The former is called encoding, the later decoding, and critically we all have to agree on the big table that translates character-like-things to numbers and back again. The relevant big table that we all agree on (for the purposes of this article) is Unicode, but know that there are others[1]. All this is important because computers only know about numbers: everything you interact with on a computer has to eventually be represented as a number. Pixels? Yep. Sound? Yep. PDF files? Yep. Text? Yep, that’s what this is all about. Even the number 1 in text is represented as another number (the unicode code point U+0031).

What I’m not going to talk about but find interesting

I’m not going to talk about detecting encodings from arbitrary text or binary arrays of bytes. I’m also not going to talk about fonts and the rendering or display of characters and graphemes. Those are both topics for another post.

Things we expect from our strings

One more aside. Programmers have a bunch of different things they would like to do with strings. And because of this, we have some very high expectations for what our strings can do:

Iterate, enumerate and index into them
Find the length of
Search and use regexes
Find & replace
Create, combine, and build new strings
Sort (trickier than you might think!)
Reverse (also tricky)
Manipulate by intercalating, interspersing, or transposing.
Change case (up, down, title, camel, pascal, snake, etc)
Change encodings
Detect encodings (very difficult!)
Strip, trim
Break up in various ways

My explorations aren’t super rigorous and I mostly explore basic representation, enumeration, and indexing, but even with that surface scratching the breadth of different decisions made is fascinating.

JavaScript

JavaScript, language darling of the web, uses UTF-16 to represent strings despite the fact that the entire modern web uses UTF-8 to represent text. This has some important consequences and surprises.

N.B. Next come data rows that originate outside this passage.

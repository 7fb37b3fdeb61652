use serde::Deserialize;
use shared::Coordinate;

/// Label written by a completed device-location resolution.
pub const DEVICE_LOCATION_LABEL: &str = "My Location";

#[derive(Debug, Clone, Copy, PartialEq, Eq, Deserialize)]
#[serde(rename_all = "lowercase")]
pub enum EndpointRole {
    Origin,
    Destination,
}

impl EndpointRole {
    pub fn as_str(self) -> &'static str {
        match self {
            EndpointRole::Origin => "origin",
            EndpointRole::Destination => "destination",
        }
    }
}

/// One of the two endpoint slots. Created unset at startup and
/// overwritten, never destroyed, by resolution events. The label may
/// lag the coordinate only while a resolution is in flight.
#[derive(Debug, Clone, Default, PartialEq)]
pub struct EndpointSlot {
    pub coordinate: Option<Coordinate>,
    pub label: String,
}

/// Tracks which slot, if any, the next map tap should fill. Set when
/// an endpoint input gains focus; read, not cleared, by tap resolution.
#[derive(Debug, Default)]
pub struct ActiveSlotTracker {
    active: Option<EndpointRole>,
}

impl ActiveSlotTracker {
    pub fn set_active(&mut self, role: EndpointRole) {
        self.active = Some(role);
    }

    pub fn active(&self) -> Option<EndpointRole> {
        self.active
    }
}

/// Owns the origin and destination slots and resolves each from one of
/// three input modalities. Resolutions for the same role may race; the
/// last one to complete wins, regardless of which was issued first.
#[derive(Debug, Default)]
pub struct EndpointResolver {
    origin: EndpointSlot,
    destination: EndpointSlot,
}

impl EndpointResolver {
    pub fn slot(&self, role: EndpointRole) -> &EndpointSlot {
        match role {
            EndpointRole::Origin => &self.origin,
            EndpointRole::Destination => &self.destination,
        }
    }

    fn slot_mut(&mut self, role: EndpointRole) -> &mut EndpointSlot {
        match role {
            EndpointRole::Origin => &mut self.origin,
            EndpointRole::Destination => &mut self.destination,
        }
    }

    pub fn coordinate(&self, role: EndpointRole) -> Option<Coordinate> {
        self.slot(role).coordinate
    }

    /// Applies a place-search selection. A selection without geometry
    /// is a no-op, not an error. Returns whether the slot was written.
    pub fn resolve_from_search(
        &mut self,
        role: EndpointRole,
        geometry: Option<Coordinate>,
        label: impl Into<String>,
    ) -> bool {
        let Some(coordinate) = geometry else {
            return false;
        };
        let slot = self.slot_mut(role);
        slot.coordinate = Some(coordinate);
        slot.label = label.into();
        true
    }

    /// Applies a map tap to whichever role the tracker designates
    /// active. No active role means the tap is dropped. Returns the
    /// role that was written.
    pub fn resolve_from_map_tap(
        &mut self,
        tracker: &ActiveSlotTracker,
        coordinate: Coordinate,
    ) -> Option<EndpointRole> {
        let role = tracker.active()?;
        let slot = self.slot_mut(role);
        slot.coordinate = Some(coordinate);
        slot.label = tap_label(coordinate);
        Some(role)
    }

    /// Applies a completed device-location fix. The async half of the
    /// call, including its failure modes, lives with the caller.
    pub fn resolve_from_device_location(&mut self, role: EndpointRole, coordinate: Coordinate) {
        let slot = self.slot_mut(role);
        slot.coordinate = Some(coordinate);
        slot.label = DEVICE_LOCATION_LABEL.to_string();
    }

    pub fn clear(&mut self, role: EndpointRole) {
        *self.slot_mut(role) = EndpointSlot::default();
    }

    /// Exchanges the two slots in a single observable step.
    pub fn swap(&mut self) {
        std::mem::swap(&mut self.origin, &mut self.destination);
    }

    pub fn both_resolved(&self) -> bool {
        self.origin.coordinate.is_some() && self.destination.coordinate.is_some()
    }
}

/// Display label for a tapped point, six decimal digits per axis.
pub fn tap_label(coordinate: Coordinate) -> String {
    format!("{:.6}, {:.6}", coordinate.lat, coordinate.lon)
}

#[cfg(test)]
mod tests {
    use super::*;

    fn coord(lat: f64, lon: f64) -> Coordinate {
        Coordinate { lat, lon }
    }

    #[test]
    fn slots_start_unset() {
        let resolver = EndpointResolver::default();
        assert_eq!(resolver.coordinate(EndpointRole::Origin), None);
        assert_eq!(resolver.coordinate(EndpointRole::Destination), None);
        assert_eq!(resolver.slot(EndpointRole::Origin).label, "");
        assert!(!resolver.both_resolved());
    }

    #[test]
    fn search_resolution_writes_coordinate_and_label_together() {
        let mut resolver = EndpointResolver::default();
        let written = resolver.resolve_from_search(
            EndpointRole::Origin,
            Some(coord(39.75, -105.22)),
            "Golden, CO",
        );
        assert!(written);
        let slot = resolver.slot(EndpointRole::Origin);
        assert_eq!(slot.coordinate, Some(coord(39.75, -105.22)));
        assert_eq!(slot.label, "Golden, CO");
    }

    #[test]
    fn search_selection_without_geometry_is_a_no_op() {
        let mut resolver = EndpointResolver::default();
        resolver.resolve_from_search(EndpointRole::Origin, Some(coord(1.0, 2.0)), "First");

        let written = resolver.resolve_from_search(EndpointRole::Origin, None, "Second");
        assert!(!written);
        let slot = resolver.slot(EndpointRole::Origin);
        assert_eq!(slot.coordinate, Some(coord(1.0, 2.0)));
        assert_eq!(slot.label, "First");
    }

    #[test]
    fn map_tap_fills_the_active_slot() {
        let mut resolver = EndpointResolver::default();
        let mut tracker = ActiveSlotTracker::default();
        tracker.set_active(EndpointRole::Destination);

        let role = resolver.resolve_from_map_tap(&tracker, coord(39.751891, -105.215880));
        assert_eq!(role, Some(EndpointRole::Destination));
        let slot = resolver.slot(EndpointRole::Destination);
        assert_eq!(slot.coordinate, Some(coord(39.751891, -105.215880)));
        assert_eq!(slot.label, "39.751891, -105.215880");
    }

    #[test]
    fn map_tap_without_active_slot_is_dropped() {
        let mut resolver = EndpointResolver::default();
        let tracker = ActiveSlotTracker::default();

        let role = resolver.resolve_from_map_tap(&tracker, coord(1.0, 2.0));
        assert_eq!(role, None);
        assert!(!resolver.both_resolved());
    }

    #[test]
    fn map_tap_does_not_consume_the_active_slot() {
        let mut resolver = EndpointResolver::default();
        let mut tracker = ActiveSlotTracker::default();
        tracker.set_active(EndpointRole::Origin);

        resolver.resolve_from_map_tap(&tracker, coord(1.0, 1.0));
        resolver.resolve_from_map_tap(&tracker, coord(2.0, 2.0));
        assert_eq!(
            resolver.coordinate(EndpointRole::Origin),
            Some(coord(2.0, 2.0))
        );
    }

    #[test]
    fn device_location_overwrites_like_any_other_resolution() {
        let mut resolver = EndpointResolver::default();
        resolver.resolve_from_search(EndpointRole::Origin, Some(coord(1.0, 1.0)), "Somewhere");
        resolver.resolve_from_device_location(EndpointRole::Origin, coord(39.75, -105.22));

        let slot = resolver.slot(EndpointRole::Origin);
        assert_eq!(slot.coordinate, Some(coord(39.75, -105.22)));
        assert_eq!(slot.label, DEVICE_LOCATION_LABEL);
    }

    #[test]
    fn last_completing_resolution_wins() {
        // A slow geolocation fix landing after a search selection
        // overwrites it, by policy.
        let mut resolver = EndpointResolver::default();
        resolver.resolve_from_search(EndpointRole::Origin, Some(coord(1.0, 1.0)), "Typed");
        resolver.resolve_from_device_location(EndpointRole::Origin, coord(2.0, 2.0));
        assert_eq!(
            resolver.slot(EndpointRole::Origin).label,
            DEVICE_LOCATION_LABEL
        );

        // And the reverse order leaves the search selection in place.
        let mut resolver = EndpointResolver::default();
        resolver.resolve_from_device_location(EndpointRole::Origin, coord(2.0, 2.0));
        resolver.resolve_from_search(EndpointRole::Origin, Some(coord(1.0, 1.0)), "Typed");
        assert_eq!(resolver.slot(EndpointRole::Origin).label, "Typed");
    }

    #[test]
    fn clear_resets_coordinate_and_label() {
        let mut resolver = EndpointResolver::default();
        resolver.resolve_from_search(EndpointRole::Origin, Some(coord(1.0, 1.0)), "Somewhere");
        resolver.clear(EndpointRole::Origin);
        assert_eq!(resolver.slot(EndpointRole::Origin), &EndpointSlot::default());
    }

    #[test]
    fn swap_exchanges_both_fields_atomically() {
        let mut resolver = EndpointResolver::default();
        resolver.resolve_from_search(EndpointRole::Origin, Some(coord(1.0, 1.0)), "A");
        resolver.resolve_from_search(EndpointRole::Destination, Some(coord(2.0, 2.0)), "B");

        resolver.swap();

        let origin = resolver.slot(EndpointRole::Origin);
        let destination = resolver.slot(EndpointRole::Destination);
        assert_eq!(origin.coordinate, Some(coord(2.0, 2.0)));
        assert_eq!(origin.label, "B");
        assert_eq!(destination.coordinate, Some(coord(1.0, 1.0)));
        assert_eq!(destination.label, "A");
        assert_ne!(origin, destination);
    }

    #[test]
    fn swap_with_one_unset_slot_moves_the_gap() {
        let mut resolver = EndpointResolver::default();
        resolver.resolve_from_search(EndpointRole::Origin, Some(coord(1.0, 1.0)), "A");

        resolver.swap();

        assert_eq!(resolver.coordinate(EndpointRole::Origin), None);
        assert_eq!(
            resolver.coordinate(EndpointRole::Destination),
            Some(coord(1.0, 1.0))
        );
    }

    mod proptests {
        use super::*;
        use proptest::prelude::*;

        proptest! {
            #[test]
            fn prop_tap_label_reparses_to_the_tapped_point(
                lat in -90.0..=90.0,
                lon in -180.0..=180.0,
            ) {
                let label = tap_label(Coordinate { lat, lon });
                let mut parts = label.split(", ");
                let lat_back: f64 = parts.next().unwrap().parse().unwrap();
                let lon_back: f64 = parts.next().unwrap().parse().unwrap();
                prop_assert!(parts.next().is_none());
                // Six printed decimals bound the rounding error.
                prop_assert!((lat - lat_back).abs() <= 5e-7);
                prop_assert!((lon - lon_back).abs() <= 5e-7);
            }

            #[test]
            fn prop_swap_is_an_involution(
                a_lat in -90.0..=90.0,
                a_lon in -180.0..=180.0,
                b_lat in -90.0..=90.0,
                b_lon in -180.0..=180.0,
            ) {
                let mut resolver = EndpointResolver::default();
                resolver.resolve_from_search(
                    EndpointRole::Origin,
                    Some(Coordinate { lat: a_lat, lon: a_lon }),
                    "A",
                );
                resolver.resolve_from_search(
                    EndpointRole::Destination,
                    Some(Coordinate { lat: b_lat, lon: b_lon }),
                    "B",
                );
                let before = (
                    resolver.slot(EndpointRole::Origin).clone(),
                    resolver.slot(EndpointRole::Destination).clone(),
                );
                resolver.swap();
                resolver.swap();
                let after = (
                    resolver.slot(EndpointRole::Origin).clone(),
                    resolver.slot(EndpointRole::Destination).clone(),
                );
                prop_assert_eq!(before, after);
            }
        }
    }
}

Quick: How long is this string? hi 👋🏻?

> "hi 👋🏻".length
7

Huh? What we really should have asked next is: in what units?

JavaScript strings are represented in UTF-16 and this representation leaks through into things like the length and how you might go about indexing strings. I find the API is much less obvious than many of the other languages.

We can get at unicode code points using the for of String iterator or using Array.from.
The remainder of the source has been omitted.